The silver jubilee ceremony had a Lawrence of Arabia theme, to honor one of the three films for which Sam Spiegel won his Best Picture Oscars (the others were The Bridge on the River Kwai and On the Waterfront), with famed chef, Moshik Gamliel of the restaurant Mona preparing a “Lawrence of Arabia in Jerusalem,” menu especially for the event. Jerusalem Mayor Nir Barkat and many others spoke at the event.
The ceremony also featured a new documentary about Sam Spiegel, called Sam Spiegel, The Last Tycoon, by Gilad Tocatly.
Perhaps the most anticipated moment of the evening was the announcement of the winner of the Sam Spiegel Alumni Fund for First Feature, which comes with an award of $100,000, half of which was raised by the Sam Spiegel School and half of which was donated by the distribution and production company, ARP Selection France. Nimrod Eldar’s The Day After I’m Gone, the story of a single father and his daughter, won the prize.
The international jury for this prize included Schorr (who in addition to running the film school directed the movies Late Summer Blues and The Loners); Ari Folman, who directed Waltz with Bashir; Cameron Bailey, the artistic director of the Toronto International Film Festival; Alberto Barbera, director of the Venice Film Festival; and producer Michele Halberstadt of ARP Selection.
Another of the school’s ongoing projects is the Jerusalem International Film Lab, which was launched in 2011 and each year brings 12 promising young filmmakers to Jerusalem to work on their projects. They are paired with a veteran director who is their mentor.
The participants are from Israel and around the world, from countries including Sri Lanka, the Ivory Coast, Brazil, India, Argentina and Greece. Six of the movies developed in the lab in previous years have been produced and have been screened at festivals such as Cannes. This year’s participants will be meeting with their mentors at Mishkenot Sha’ananim in Jerusalem over the coming week.

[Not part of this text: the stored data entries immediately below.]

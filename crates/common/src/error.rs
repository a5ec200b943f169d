//! Error types for arbiter.

use axum::{
    Json,
    http::StatusCode,
    response::{IntoResponse, Response},
};
use serde::Serialize;
use serde_json::json;
use thiserror::Error;

/// Application result type.
pub type AppResult<T> = Result<T, AppError>;

/// A single failed field from a payload scan.
#[derive(Debug, Clone, PartialEq, Eq, Serialize)]
pub struct FieldIssue {
    /// The payload field the issue was found in.
    pub field: String,
    /// Human-readable description of the problem.
    pub problem: String,
}

/// Application error type.
#[derive(Debug, Error)]
pub enum AppError {
    // === Client Errors ===
    #[error("Not found: {0}")]
    NotFound(String),

    #[error("Unauthorized")]
    Unauthorized,

    #[error("Forbidden: {0}")]
    Forbidden(String),

    #[error("Bad request: {0}")]
    BadRequest(String),

    #[error("Validation error: {0}")]
    Validation(String),

    #[error("Content rejected by moderation policy")]
    ContentRejected(Vec<FieldIssue>),

    #[error("Rate limited")]
    RateLimited,

    // === Server Errors ===
    #[error("Database error: {0}")]
    Database(String),

    #[error("Configuration error: {0}")]
    Config(String),

    #[error("Internal error: {0}")]
    Internal(String),
}

impl AppError {
    /// Returns the HTTP status code for this error.
    #[must_use]
    pub const fn status_code(&self) -> StatusCode {
        match self {
            // 4xx Client Errors
            Self::NotFound(_) => StatusCode::NOT_FOUND,
            Self::Unauthorized => StatusCode::UNAUTHORIZED,
            Self::Forbidden(_) => StatusCode::FORBIDDEN,
            Self::BadRequest(_) | Self::Validation(_) => StatusCode::BAD_REQUEST,
            Self::ContentRejected(_) => StatusCode::UNPROCESSABLE_ENTITY,
            Self::RateLimited => StatusCode::TOO_MANY_REQUESTS,

            // 5xx Server Errors
            Self::Database(_) | Self::Config(_) | Self::Internal(_) => {
                StatusCode::INTERNAL_SERVER_ERROR
            }
        }
    }

    /// Returns the error code for API responses.
    #[must_use]
    pub const fn error_code(&self) -> &'static str {
        match self {
            Self::NotFound(_) => "NOT_FOUND",
            Self::Unauthorized => "UNAUTHORIZED",
            Self::Forbidden(_) => "FORBIDDEN",
            Self::BadRequest(_) => "BAD_REQUEST",
            Self::Validation(_) => "VALIDATION_ERROR",
            Self::ContentRejected(_) => "CONTENT_REJECTED",
            Self::RateLimited => "RATE_LIMITED",
            Self::Database(_) => "PERSISTENCE_ERROR",
            Self::Config(_) => "CONFIG_ERROR",
            Self::Internal(_) => "INTERNAL_ERROR",
        }
    }

    /// Returns whether this error should be logged at error level.
    #[must_use]
    pub fn is_server_error(&self) -> bool {
        self.status_code().is_server_error()
    }

    /// The message exposed to API callers.
    ///
    /// Server errors carry a generic message; the detail stays in the logs.
    #[must_use]
    pub fn public_message(&self) -> String {
        if self.is_server_error() {
            "An internal error occurred".to_string()
        } else {
            self.to_string()
        }
    }
}

impl IntoResponse for AppError {
    fn into_response(self) -> Response {
        let status = self.status_code();
        let code = self.error_code();

        // Log server errors with full detail; callers only see the code.
        if self.is_server_error() {
            tracing::error!(error = %self, code = code, "Server error occurred");
        } else {
            tracing::debug!(error = %self, code = code, "Client error occurred");
        }

        let body = match &self {
            Self::ContentRejected(issues) => Json(json!({
                "error": {
                    "code": code,
                    "message": self.public_message(),
                    "issues": issues,
                }
            })),
            _ => Json(json!({
                "error": {
                    "code": code,
                    "message": self.public_message(),
                }
            })),
        };

        (status, body).into_response()
    }
}

// === From implementations ===

impl From<validator::ValidationErrors> for AppError {
    fn from(err: validator::ValidationErrors) -> Self {
        Self::Validation(err.to_string())
    }
}

impl From<config::ConfigError> for AppError {
    fn from(err: config::ConfigError) -> Self {
        Self::Config(err.to_string())
    }
}

impl From<anyhow::Error> for AppError {
    fn from(err: anyhow::Error) -> Self {
        Self::Internal(err.to_string())
    }
}

#[cfg(test)]
#[allow(clippy::unwrap_used)]
mod tests {
    use super::*;

    #[test]
    fn test_status_codes() {
        assert_eq!(
            AppError::NotFound("x".into()).status_code(),
            StatusCode::NOT_FOUND
        );
        assert_eq!(AppError::Unauthorized.status_code(), StatusCode::UNAUTHORIZED);
        assert_eq!(
            AppError::Forbidden("x".into()).status_code(),
            StatusCode::FORBIDDEN
        );
        assert_eq!(AppError::RateLimited.status_code(), StatusCode::TOO_MANY_REQUESTS);
        assert_eq!(
            AppError::ContentRejected(vec![]).status_code(),
            StatusCode::UNPROCESSABLE_ENTITY
        );
        assert_eq!(
            AppError::Database("connection reset".into()).status_code(),
            StatusCode::INTERNAL_SERVER_ERROR
        );
    }

    #[test]
    fn test_server_errors_hide_detail() {
        let err = AppError::Database("password authentication failed".into());
        assert_eq!(err.public_message(), "An internal error occurred");

        let err = AppError::Validation("severity must be low, medium or high".into());
        assert!(err.public_message().contains("severity"));
    }
}
//! Report endpoints.

use axum::{
    Json, Router,
    extract::{Path, Query, State},
    middleware,
    routing::{get, post},
};
use serde::{Deserialize, Serialize};

use arbiter_common::{AppError, AppResult};
use arbiter_core::{CreateReportInput, ReportDetail};
use arbiter_db::entities::{
    moderation_action,
    moderation_report::{self, ReportReason, ReportSeverity, ReportStatus, TargetType},
};

use crate::{
    extractors::{AdminActor, AuthActor},
    middleware::AppState,
    rate_limit::{self, RateLimiterState},
    response::ApiResponse,
};

/// Report response.
#[derive(Serialize)]
#[serde(rename_all = "camelCase")]
pub struct ReportResponse {
    pub id: String,
    pub reporter_id: Option<String>,
    pub target_type: String,
    pub target_id: String,
    pub reason: String,
    pub severity: String,
    pub status: String,
    pub created_at: String,
}

impl From<moderation_report::Model> for ReportResponse {
    fn from(report: moderation_report::Model) -> Self {
        Self {
            id: report.id,
            reporter_id: report.reporter_id,
            target_type: report.target_type.as_str().to_string(),
            target_id: report.target_id,
            reason: report.reason.as_str().to_string(),
            severity: report.severity.as_str().to_string(),
            status: report.status.as_str().to_string(),
            created_at: report.created_at.to_rfc3339(),
        }
    }
}

/// Recorded action response.
#[derive(Serialize)]
#[serde(rename_all = "camelCase")]
pub struct ActionResponse {
    pub id: String,
    pub admin_id: String,
    pub action: String,
    pub created_at: String,
}

impl From<moderation_action::Model> for ActionResponse {
    fn from(action: moderation_action::Model) -> Self {
        Self {
            id: action.id,
            admin_id: action.admin_id,
            action: action.action.as_str().to_string(),
            created_at: action.created_at.to_rfc3339(),
        }
    }
}

/// Report with action history.
#[derive(Serialize)]
#[serde(rename_all = "camelCase")]
pub struct ReportDetailResponse {
    #[serde(flatten)]
    pub report: ReportResponse,
    pub actions: Vec<ActionResponse>,
}

impl From<ReportDetail> for ReportDetailResponse {
    fn from(detail: ReportDetail) -> Self {
        Self {
            report: detail.report.into(),
            actions: detail.actions.into_iter().map(Into::into).collect(),
        }
    }
}

/// Create report request.
#[derive(Debug, Deserialize)]
#[serde(rename_all = "camelCase")]
pub struct CreateReportRequest {
    pub target_type: String,
    pub target_id: String,
    pub reason: String,
    #[serde(default)]
    pub severity: Option<String>,
}

/// List reports query.
#[derive(Debug, Deserialize)]
pub struct ListReportsQuery {
    #[serde(default)]
    pub status: Option<String>,
    #[serde(default)]
    pub severity: Option<String>,
    #[serde(default)]
    pub page: u64,
    #[serde(default = "default_limit")]
    pub limit: u64,
}

const fn default_limit() -> u64 {
    20
}

pub(crate) fn parse_target_type(value: &str) -> AppResult<TargetType> {
    match value {
        "profile" => Ok(TargetType::Profile),
        "media" => Ok(TargetType::Media),
        "message" => Ok(TargetType::Message),
        _ => Err(AppError::Validation(format!(
            "Invalid target type: {value}"
        ))),
    }
}

pub(crate) fn parse_reason(value: &str) -> AppResult<ReportReason> {
    match value {
        "profanity" => Ok(ReportReason::Profanity),
        "spam" => Ok(ReportReason::Spam),
        "impersonation" => Ok(ReportReason::Impersonation),
        "other" => Ok(ReportReason::Other),
        _ => Err(AppError::Validation(format!("Invalid reason: {value}"))),
    }
}

pub(crate) fn parse_severity(value: &str) -> AppResult<ReportSeverity> {
    match value {
        "low" => Ok(ReportSeverity::Low),
        "medium" => Ok(ReportSeverity::Medium),
        "high" => Ok(ReportSeverity::High),
        _ => Err(AppError::Validation(format!("Invalid severity: {value}"))),
    }
}

pub(crate) fn parse_status(value: &str) -> AppResult<ReportStatus> {
    match value {
        "open" => Ok(ReportStatus::Open),
        "reviewing" => Ok(ReportStatus::Reviewing),
        "resolved" => Ok(ReportStatus::Resolved),
        "dismissed" => Ok(ReportStatus::Dismissed),
        _ => Err(AppError::Validation(format!("Invalid status: {value}"))),
    }
}

/// Submit a report.
async fn create_report(
    AuthActor(actor): AuthActor,
    State(state): State<AppState>,
    Json(req): Json<CreateReportRequest>,
) -> AppResult<ApiResponse<ReportResponse>> {
    let severity = match req.severity.as_deref() {
        Some(value) => parse_severity(value)?,
        None => ReportSeverity::Low,
    };

    let report = state
        .moderation_service
        .create_report(
            &actor.id,
            CreateReportInput {
                target_type: parse_target_type(&req.target_type)?,
                target_id: req.target_id,
                reason: parse_reason(&req.reason)?,
                severity,
            },
        )
        .await?;

    Ok(ApiResponse::created(report.into()))
}

/// List reports (admin only).
async fn list_reports(
    AdminActor(_admin): AdminActor,
    State(state): State<AppState>,
    Query(query): Query<ListReportsQuery>,
) -> AppResult<ApiResponse<Vec<ReportResponse>>> {
    let status = query.status.as_deref().map(parse_status).transpose()?;
    let severity = query.severity.as_deref().map(parse_severity).transpose()?;

    let limit = query.limit.clamp(1, 100);
    let offset = query.page.saturating_mul(limit);

    let reports = state
        .moderation_service
        .list_reports(status, severity, limit, offset)
        .await?;

    Ok(ApiResponse::ok(reports.into_iter().map(Into::into).collect()))
}

/// Get a report with its action history (admin only).
async fn get_report(
    AdminActor(_admin): AdminActor,
    State(state): State<AppState>,
    Path(report_id): Path<String>,
) -> AppResult<ApiResponse<ReportDetailResponse>> {
    let detail = state.moderation_service.get_report_detail(&report_id).await?;

    Ok(ApiResponse::ok(detail.into()))
}

/// Create the reports router.
pub fn router(limiter: RateLimiterState) -> Router<AppState> {
    Router::new()
        .route("/", post(create_report).get(list_reports))
        .route("/{id}", get(get_report))
        .route_layer(middleware::from_fn_with_state(
            limiter,
            rate_limit::report_rate_limit_middleware,
        ))
}
use crate::errors::AppResult;

/// The editing surface the core drives without knowing its internals.
/// Implementations live outside this crate; the core stores one boxed
/// instance per session.
pub trait EditorCapability: Send + Sync {
    fn get_content(&self, id: &str) -> AppResult<String>;
    fn set_content(&self, id: &str, content: &str) -> AppResult<()>;
    fn focus(&self, id: &str) -> AppResult<()>;
    /// Formatting and navigation commands, passed through verbatim.
    fn exec_command(&self, id: &str, command: &str) -> AppResult<()>;
}
use crate::errors::{AppError, AppResult};
use crate::models::{CacheEntry, ConfigSnapshot, DocumentSummary};
use chrono::{DateTime, Utc};
use rusqlite::{params, Connection, OptionalExtension};
use std::fs;
use std::path::Path;
use std::sync::Mutex;

const SCHEMA_SQL: &str = "
CREATE TABLE IF NOT EXISTS document_cache (
  id        TEXT PRIMARY KEY,
  content   TEXT NOT NULL,
  cached_at TEXT NOT NULL
);
CREATE TABLE IF NOT EXISTS snapshot_cache (
  key         TEXT PRIMARY KEY,
  payload_json TEXT NOT NULL,
  cached_at   TEXT NOT NULL
);
";

const CONFIG_KEY: &str = "window-config";
const LISTING_KEY: &str = "document-listing";

/// Restart-surviving key/value store for last-known document content, the
/// layout snapshot, and the document listing. Pure storage: no network
/// awareness, last set wins.
#[derive(Debug)]
pub struct DocumentCache {
    conn: Mutex<Connection>,
}

impl DocumentCache {
    pub fn open(path: &Path) -> AppResult<Self> {
        if let Some(parent) = path.parent() {
            fs::create_dir_all(parent).map_err(|err| AppError::Io(err.to_string()))?;
        }
        let conn = Connection::open(path).map_err(AppError::from)?;
        conn.execute_batch(SCHEMA_SQL).map_err(AppError::from)?;
        Ok(Self {
            conn: Mutex::new(conn),
        })
    }

    fn lock(&self) -> AppResult<std::sync::MutexGuard<'_, Connection>> {
        self.conn
            .lock()
            .map_err(|_| AppError::Internal("cache mutex poisoned".to_string()))
    }

    pub fn get(&self, id: &str) -> AppResult<Option<CacheEntry>> {
        let conn = self.lock()?;
        let row: Option<(String, String)> = conn
            .query_row(
                "SELECT content, cached_at FROM document_cache WHERE id = ?1",
                [id],
                |row| Ok((row.get(0)?, row.get(1)?)),
            )
            .optional()?;
        match row {
            Some((content, cached_at)) => Ok(Some(CacheEntry {
                content,
                timestamp: parse_timestamp(&cached_at)?,
            })),
            None => Ok(None),
        }
    }

    pub fn set(&self, id: &str, content: &str, timestamp: DateTime<Utc>) -> AppResult<()> {
        let conn = self.lock()?;
        conn.execute(
            "INSERT INTO document_cache (id, content, cached_at) VALUES (?1, ?2, ?3)
             ON CONFLICT(id) DO UPDATE SET content = ?2, cached_at = ?3",
            params![id, content, timestamp.to_rfc3339()],
        )?;
        Ok(())
    }

    pub fn invalidate(&self, id: &str) -> AppResult<()> {
        let conn = self.lock()?;
        conn.execute("DELETE FROM document_cache WHERE id = ?1", [id])?;
        Ok(())
    }

    pub fn clear_all(&self) -> AppResult<()> {
        let conn = self.lock()?;
        conn.execute("DELETE FROM document_cache", [])?;
        conn.execute("DELETE FROM snapshot_cache", [])?;
        Ok(())
    }

    pub fn get_config(&self) -> AppResult<Option<ConfigSnapshot>> {
        self.get_snapshot(CONFIG_KEY)
    }

    pub fn set_config(&self, snapshot: &ConfigSnapshot) -> AppResult<()> {
        self.set_snapshot(CONFIG_KEY, snapshot)
    }

    pub fn invalidate_config(&self) -> AppResult<()> {
        self.invalidate_snapshot(CONFIG_KEY)
    }

    pub fn get_listing(&self) -> AppResult<Option<Vec<DocumentSummary>>> {
        self.get_snapshot(LISTING_KEY)
    }

    pub fn set_listing(&self, listing: &[DocumentSummary]) -> AppResult<()> {
        self.set_snapshot(LISTING_KEY, &listing)
    }

    pub fn invalidate_listing(&self) -> AppResult<()> {
        self.invalidate_snapshot(LISTING_KEY)
    }

    fn get_snapshot<T: serde::de::DeserializeOwned>(&self, key: &str) -> AppResult<Option<T>> {
        let conn = self.lock()?;
        let payload: Option<String> = conn
            .query_row(
                "SELECT payload_json FROM snapshot_cache WHERE key = ?1",
                [key],
                |row| row.get(0),
            )
            .optional()?;
        match payload {
            Some(json) => Ok(Some(serde_json::from_str(&json)?)),
            None => Ok(None),
        }
    }

    fn set_snapshot<T: serde::Serialize>(&self, key: &str, value: &T) -> AppResult<()> {
        let payload = serde_json::to_string(value)?;
        let conn = self.lock()?;
        conn.execute(
            "INSERT INTO snapshot_cache (key, payload_json, cached_at) VALUES (?1, ?2, ?3)
             ON CONFLICT(key) DO UPDATE SET payload_json = ?2, cached_at = ?3",
            params![key, payload, Utc::now().to_rfc3339()],
        )?;
        Ok(())
    }

    fn invalidate_snapshot(&self, key: &str) -> AppResult<()> {
        let conn = self.lock()?;
        conn.execute("DELETE FROM snapshot_cache WHERE key = ?1", [key])?;
        Ok(())
    }
}

fn parse_timestamp(raw: &str) -> AppResult<DateTime<Utc>> {
    DateTime::parse_from_rfc3339(raw)
        .map(|parsed| parsed.with_timezone(&Utc))
        .map_err(|err| AppError::Internal(format!("corrupt cache timestamp {raw:?}: {err}")))
}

Spiegel attributed much of the school’s success to Schorr. “Renen is a power, he is a force of nature. As soon as the school had started to develop its identity in Israel, he immediately began thinking about how it could develop internationally... He has relentless energy and determination... If he wanted Sam Spiegel to be a kind of international cauldron of creativity, it would become this.”
Schorr, interviewed in his office before the ceremony, was eager to talk about his plans for the school’s future, especially initiatives to reach out to Israelis with cinematic aspirations who live in the country’s periphery.
“If from our ugly headquarters in the industrial section of Talpiot, our pincers found someone in the Ivory Coast [Philippe Lacote, who developed his film, Run, in the International Screenwriters Lab], where there isn’t even cinema, isn’t it our role to find people in Shlomi, or Sakhnin, or Bnei Brak? If we succeeded so far abroad in giving filmmakers a voice, shouldn’t we make the effort to help people here tell their stories, to help us understand each other?... Films can break down the stereotypes that keep us apart. That’s bigger than who gets an Oscar nomination or who brings in half a million viewers.”
It’s a lofty goal, but one that seems within reach for Renen Schorr and his Sam Spiegel family.